HRSA and CDC are also creating opportunities for communities to engage with their own planning efforts. HRSA leadership has held over 23 listening sessions with national stakeholders and in numerous states. CDC, in partnership with capacity building network technical assistance providers, also hosted regional community engagement town hall meetings to encourage and empower community members to engage in local EHE efforts.

How are the States Meeting Community Engagement Requirements?

As part of their EHE plan development process, jurisdictions have been hosting community listening sessions (in-person and virtually) to ensure active involvement of community advocates in mapping out a plan that meets the needs of the most vulnerable populations.

Kentucky used a survey to recruit participants for a total of 24 meetings in six regions and four statewide meetings, and the state received over 1,000 responses from traditional and nontraditional partners, including community advocates. To alleviate the constraints on community participation, the state also distributed smart phones to all members of the community so they could participate virtually.

Kentucky aggregated data from the surveys and meetings to conduct situational analysis and develop epidemiological profiles. People with substance use disorders were one of the newly identified high-risk populations. Input from the community stakeholders has also helped inform the state on how to tailor EHE strategies for rural versus urban communities.

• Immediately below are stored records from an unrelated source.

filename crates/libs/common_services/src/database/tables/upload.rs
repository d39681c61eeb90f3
use chrono::{DateTime, Utc};
use serde::{Deserialize, Serialize};
use sqlx::FromRow;
use sqlx::types::Json;
use std::collections::BTreeMap;
use std::fmt;
use std::fmt::Display;
use utoipa::ToSchema;

#[derive(Debug, Clone, Copy, Serialize, Deserialize, sqlx::Type, ToSchema, PartialEq, Eq, Hash)]
#[sqlx(rename_all = "lowercase")]
#[serde(rename_all = "lowercase")]
pub enum FileType {
    Image,
    Video,
    Audio,
    Document,
    Other,
}

impl FileType {
    /// Classifies a normalized (lowercase, no dot) extension.
    #[must_use]
    pub fn from_extension(extension: &str) -> Self {
        match extension {
            "jpg" | "jpeg" | "png" | "gif" | "webp" | "bmp" | "tiff" => Self::Image,
            "mp4" | "mov" | "avi" | "mkv" | "wmv" | "flv" | "webm" => Self::Video,
            "mp3" | "wav" | "flac" | "aac" | "ogg" | "m4a" => Self::Audio,
            "pdf" | "doc" | "docx" | "txt" | "rtf" => Self::Document,
            _ => Self::Other,
        }
    }
}

impl Display for FileType {
    fn fmt(&self, f: &mut fmt::Formatter<'_>) -> fmt::Result {
        let s = match self {
            Self::Image => "image",
            Self::Video => "video",
            Self::Audio => "audio",
            Self::Document => "document",
            Self::Other => "other",
        };
        f.write_str(s)
    }
}

#[derive(Debug, Clone, Copy, Serialize, Deserialize, sqlx::Type, ToSchema, PartialEq, Eq)]
#[sqlx(rename_all = "lowercase")]
#[serde(rename_all = "lowercase")]
pub enum UploadStatus {
    Pending,
    Approved,
    Rejected,
    Processing,
}

impl Display for UploadStatus {
    fn fmt(&self, f: &mut fmt::Formatter<'_>) -> fmt::Result {
        let s = match self {
            Self::Pending => "pending",
            Self::Approved => "approved",
            Self::Rejected => "rejected",
            Self::Processing => "processing",
        };
        f.write_str(s)
    }
}

/// A file submitted to an album, by a guest or a registered user.
#[derive(Debug, Clone, Serialize, FromRow, ToSchema)]
#[serde(rename_all = "camelCase")]
pub struct Upload {
    pub id: String,
    pub album_id: String,
    pub file_path: String,
    pub original_filename: String,
    pub file_type: FileType,
    pub file_size: i64,
    pub mime_type: String,
    pub thumbnail_path: Option<String>,
    pub width: Option<i64>,
    pub height: Option<i64>,
    pub duration: Option<f64>,
    pub uploader_name: String,
    pub uploader_email: String,
    pub uploader_phone: String,
    pub uploader_user_id: Option<i64>,
    pub caption: String,
    pub message: String,
    #[schema(value_type = Object)]
    pub exif_data: Json<BTreeMap<String, String>>,
    pub status: UploadStatus,
    pub moderation_note: String,
    pub moderated_by: Option<i64>,
    pub moderated_at: Option<DateTime<Utc>>,
    pub view_count: i64,
    pub like_count: i64,
    pub download_count: i64,
    pub created_at: DateTime<Utc>,
    pub updated_at: DateTime<Utc>,
}

impl Upload {
    /// Name shown for the uploader, falling back to "Anonymous".
    #[must_use]
    pub fn uploader_display_name(&self) -> &str {
        if self.uploader_name.trim().is_empty() {
            "Anonymous"
        } else {
            &self.uploader_name
        }
    }
}

/// Everything needed to insert a new upload row.
#[derive(Debug, Clone)]
pub struct NewUpload {
    pub id: String,
    pub album_id: String,
    pub file_path: String,
    pub original_filename: String,
    pub file_type: FileType,
    pub file_size: i64,
    pub mime_type: String,
    pub thumbnail_path: Option<String>,
    pub width: Option<i64>,
    pub height: Option<i64>,
    pub uploader_name: String,
    pub uploader_email: String,
    pub uploader_phone: String,
    pub uploader_user_id: Option<i64>,
    pub caption: String,
    pub message: String,
    pub exif_data: BTreeMap<String, String>,
    pub status: UploadStatus,
}

#[cfg(test)]
mod tests {
    use super::*;

    #[test]
    fn classifies_known_extensions() {
        assert_eq!(FileType::from_extension("jpeg"), FileType::Image);
        assert_eq!(FileType::from_extension("tiff"), FileType::Image);
        assert_eq!(FileType::from_extension("webm"), FileType::Video);
        assert_eq!(FileType::from_extension("m4a"), FileType::Audio);
        assert_eq!(FileType::from_extension("docx"), FileType::Document);
    }

    #[test]
    fn unknown_extensions_are_other() {
        assert_eq!(FileType::from_extension("zip"), FileType::Other);
        assert_eq!(FileType::from_extension(""), FileType::Other);
    }
}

Missouri engaged a contractor to conduct a statewide needs assessment for HIV prevention, engagement in care, and retention in care to identify the unmet needs of residents. This assessment will help identify challenges, barriers that interrupt continued HIV care practices, and to inform the development of their EHE plan. In addition to the more traditional feedback sessions, they will gather community feedback using social media and dating apps, allowing them to reach LGBTQI and other priority populations.

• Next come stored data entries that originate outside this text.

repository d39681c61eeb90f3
pub mod handlers;
pub mod router;
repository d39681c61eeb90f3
//! Storage for uploaded files and derived artifacts, addressed by relative keys
//! such as `uploads/AB12CD34/<uuid>.jpg`.

use async_trait::async_trait;
use std::io::ErrorKind;
use std::path::{Path, PathBuf};
use thiserror::Error;
use tokio::fs::{self, File};
use tokio::io::AsyncWriteExt;
use uuid::Uuid;

const MAX_KEY_LEN: usize = 512;

#[derive(Debug, Error)]
pub enum BlobError {
    #[error("invalid blob key: {0}")]
    InvalidKey(String),

    #[error("blob not found: {0}")]
    NotFound(String),

    #[error("blob I/O error: {0}")]
    Io(#[from] std::io::Error),
}

#[async_trait]
pub trait BlobStore: Send + Sync {
    /// Writes `bytes` under `key`, replacing any existing blob.
    async fn put(&self, key: &str, bytes: &[u8]) -> Result<(), BlobError>;

    /// Opens a blob for reading.
    async fn open(&self, key: &str) -> Result<File, BlobError>;

    /// Removes a blob. Removing a missing blob is not an error.
    async fn delete(&self, key: &str) -> Result<(), BlobError>;

    /// Filesystem location of a blob, for processors that need a path.
    fn local_path(&self, key: &str) -> Result<PathBuf, BlobError>;
}

/// A blob store rooted in a local directory.
#[derive(Debug, Clone)]
pub struct LocalBlobStore {
    root: PathBuf,
}

impl LocalBlobStore {
    pub fn new(root: impl Into<PathBuf>) -> Self {
        Self { root: root.into() }
    }

    #[must_use]
    pub fn root(&self) -> &Path {
        &self.root
    }

    /// Rejects keys that could escape the root directory.
    fn ensure_key_safe(key: &str) -> Result<(), BlobError> {
        let invalid = key.is_empty()
            || key.len() > MAX_KEY_LEN
            || key.starts_with('/')
            || key.split('/').any(|segment| segment.is_empty() || segment == "..")
            || key
                .bytes()
                .any(|b| b.is_ascii_control() || b == b'\\' || b == b':');
        if invalid {
            return Err(BlobError::InvalidKey(key.to_owned()));
        }
        Ok(())
    }
}

#[async_trait]
impl BlobStore for LocalBlobStore {
    async fn put(&self, key: &str, bytes: &[u8]) -> Result<(), BlobError> {
        let path = self.local_path(key)?;
        let parent = path
            .parent()
            .map(Path::to_path_buf)
            .ok_or_else(|| BlobError::InvalidKey(key.to_owned()))?;
        fs::create_dir_all(&parent).await?;

        let tmp_path = parent.join(format!(".tmp-{}", Uuid::new_v4()));
        let write_result = async {
            let mut file = File::create(&tmp_path).await?;
            file.write_all(bytes).await?;
            file.flush().await?;
            file.sync_all().await
        }
        .await;
        if let Err(err) = write_result {
            let _ = fs::remove_file(&tmp_path).await;
            return Err(err.into());
        }

        if let Err(err) = fs::rename(&tmp_path, &path).await {
            let _ = fs::remove_file(&tmp_path).await;
            return Err(err.into());
        }
        Ok(())
    }

    async fn open(&self, key: &str) -> Result<File, BlobError> {
        let path = self.local_path(key)?;
        File::open(&path).await.map_err(|err| {
            if err.kind() == ErrorKind::NotFound {
                BlobError::NotFound(key.to_owned())
            } else {
                BlobError::Io(err)
            }
        })
    }

    async fn delete(&self, key: &str) -> Result<(), BlobError> {
        let path = self.local_path(key)?;
        match fs::remove_file(&path).await {
            Ok(()) => Ok(()),
            Err(err) if err.kind() == ErrorKind::NotFound => Ok(()),
            Err(err) => Err(err.into()),
        }
    }

    fn local_path(&self, key: &str) -> Result<PathBuf, BlobError> {
        Self::ensure_key_safe(key)?;
        Ok(self.root.join(key))
    }
}

#[cfg(test)]
mod tests {
    use super::*;
    use tokio::io::AsyncReadExt;

    #[tokio::test]
    async fn put_open_delete() {
        let dir = tempfile::tempdir().unwrap();
        let store = LocalBlobStore::new(dir.path());

        store.put("uploads/ABCD1234/a.txt", b"hello").await.unwrap();
        let mut contents = String::new();
        store
            .open("uploads/ABCD1234/a.txt")
            .await
            .unwrap()
            .read_to_string(&mut contents)
            .await
            .unwrap();
        assert_eq!(contents, "hello");

        store.delete("uploads/ABCD1234/a.txt").await.unwrap();
        assert!(matches!(
            store.open("uploads/ABCD1234/a.txt").await,
            Err(BlobError::NotFound(_))
        ));
        store.delete("uploads/ABCD1234/a.txt").await.unwrap();
    }

    #[tokio::test]
    async fn put_leaves_no_temp_files() {
        let dir = tempfile::tempdir().unwrap();
        let store = LocalBlobStore::new(dir.path());
        store.put("qr_codes/qr.png", b"png").await.unwrap();
        store.put("qr_codes/qr.png", b"png2").await.unwrap();

        let names: Vec<String> = std::fs::read_dir(dir.path().join("qr_codes"))
            .unwrap()
            .map(|e| e.unwrap().file_name().to_string_lossy().into_owned())
            .collect();
        assert_eq!(names, vec!["qr.png".to_owned()]);
    }

    #[test]
    fn rejects_escaping_keys() {
        let store = LocalBlobStore::new("/srv/media");
        for key in ["", "/etc/passwd", "../secret", "a/../../b", "a//b", "a\\b", "c:x"] {
            assert!(store.local_path(key).is_err(), "accepted {key:?}");
        }
        assert_eq!(
            store.local_path("thumbnails/thumb_x.jpg").unwrap(),
            PathBuf::from("/srv/media/thumbnails/thumb_x.jpg")
        );
    }
}
use app_state::normalize_extension;
use std::path::Path;

/// Characters an album access code is drawn from.
pub const ACCESS_CODE_ALPHABET: &[u8] = b"ABCDEFGHIJKLMNOPQRSTUVWXYZ0123456789";
pub const ACCESS_CODE_LENGTH: usize = 8;

/// Generate a URL-safe random ID of a given length.
#[must_use]
pub fn nice_id(length: usize) -> String {
    const URL_SAFE: &[u8] = b"ABCDEFGHIJKLMNOPQRSTUVWXYZabcdefghijklmnopqrstuvwxyz0123456789_";
    (0..length)
        .map(|_| {
            let idx = rand::random_range(0..URL_SAFE.len());
            URL_SAFE[idx] as char
        })
        .collect()
}

/// Samples a fresh 8 character access code from `[A-Z0-9]`.
///
/// Uniqueness is not checked here, the `album.access_code` constraint enforces it.
#[must_use]
pub fn generate_access_code() -> String {
    (0..ACCESS_CODE_LENGTH)
        .map(|_| {
            let idx = rand::random_range(0..ACCESS_CODE_ALPHABET.len());
            ACCESS_CODE_ALPHABET[idx] as char
        })
        .collect()
}

#[must_use]
pub fn is_valid_access_code(code: &str) -> bool {
    code.len() == ACCESS_CODE_LENGTH && code.bytes().all(|b| ACCESS_CODE_ALPHABET.contains(&b))
}

/// Lowercase extension of a filename without the dot, or an empty string.
#[must_use]
pub fn file_extension(filename: &str) -> String {
    Path::new(filename)
        .extension()
        .and_then(|ext| ext.to_str())
        .map(normalize_extension)
        .unwrap_or_default()
}
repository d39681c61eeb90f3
use color_eyre::Result;
use colored::*;
use std::future::Future;
use std::time::Instant;
use tracing::Level;
use tracing_subscriber::{EnvFilter, fmt};

#[macro_export]
macro_rules! run_test {
    ($call:expr) => {
        $crate::runner::orchestration_utils::run_test_impl(stringify!($call), $call)
    };
}

/// Runs every listed test, prints a summary and fails if any test failed.
#[macro_export]
macro_rules! execute_suite {
    ($context:expr, [ $($test_fn:ident),* $(,)? ]) => {
        {
            let mut passed: Vec<&str> = Vec::new();
            let mut failed: Vec<&str> = Vec::new();
            let suite_start = Instant::now();
            println!();

            $(
                match run_test!($test_fn($context)).await {
                    Ok(()) => passed.push(stringify!($test_fn)),
                    Err(_) => failed.push(stringify!($test_fn)),
                }
            )*

            println!("{}", "─".repeat(60).truecolor(80, 80, 80));
            println!(
                "{} {}/{} tests passed in {:.2?}.",
                " SUMMARY ".on_purple().black().bold(),
                passed.len(),
                passed.len() + failed.len(),
                suite_start.elapsed()
            );
            for name in &failed {
                println!("  {} {}", "✗".red(), name.red());
            }
            println!("{}", "─".repeat(60).truecolor(80, 80, 80));
            println!();

            if !failed.is_empty() {
                return Err(color_eyre::eyre::eyre!(
                    "{} integration test(s) failed: {}",
                    failed.len(),
                    failed.join(", ")
                ));
            }
        }
    };
}

pub async fn run_test_impl<Fut>(raw_name: &str, test: Fut) -> Result<()>
where
    Fut: Future<Output = Result<()>>,
{
    let name = raw_name.split('(').next().unwrap_or(raw_name).trim();

    println!("{}", "─".repeat(60).truecolor(80, 80, 80));
    println!("{} {}", " RUNNING ".on_cyan().black().bold(), name.cyan().bold());

    let start_time = Instant::now();
    let result = test.await;
    let elapsed = start_time.elapsed();

    match result {
        Ok(()) => {
            println!(
                "{} {} ({:.2?})",
                " PASSED ".on_green().black().bold(),
                name.green(),
                elapsed
            );
        }
        Err(ref e) => {
            println!(
                "{} {} ({:.2?})",
                " FAILED ".on_red().black().bold(),
                name.red(),
                elapsed
            );
            println!("\n{e:?}");
        }
    }

    result
}

pub fn setup_tracing_and_panic_handling() {
    let filter = EnvFilter::try_from_default_env().unwrap_or_else(|_| {
        "info,sqlx=warn,api=debug,common_services=debug,hyper=error,reqwest=error".into()
    });

    let subscriber = fmt::Subscriber::builder()
        .with_max_level(Level::INFO)
        .with_env_filter(filter)
        .compact()
        .with_target(false)
        .finish();

    tracing::subscriber::set_global_default(subscriber).expect("Setting default subscriber failed");

    color_eyre::install().expect("Failed to install color_eyre");
}
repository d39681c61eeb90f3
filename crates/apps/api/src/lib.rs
//! The `EventVault` HTTP API: album management, guest uploads, interactions and
//! notifications on top of `common_services`.
#![deny(clippy::unwrap_used)]
#![allow(
    clippy::needless_for_each,
    clippy::missing_errors_doc,
    clippy::cast_possible_truncation
)]

pub mod api_state;
mod routes;
mod server;

pub use routes::*;
pub use server::*;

Arkansas shifted their planned onsite community visits to virtual focus groups and listening sessions because of COVID-19. The state was successful in gathering community feedback around stigma to help inform strategies for mitigating some of the barriers to testing and accessing care. Based on the feedback received, the state health department is working with their university hospital, the University of Arkansas for Medical Sciences, its partner FQHC ARCare, Inc., and other community-based organizations to make home testing available for residents.

As EHE jurisdictions move towards publishing and implementing their plans for ending the HIV epidemic, embracing and empowering communities will play a pivotal role in bridging the disparities across the continuum of HIV care. ASTHO will continue to provide support to states in their mission to end the HIV epidemic.

The development of this blog post is supported by HRSA. This information and conclusions are those of the authors and should not be construed as the official position of, nor should any endorsements be inferred by HRSA, HHS, or the U.S. government.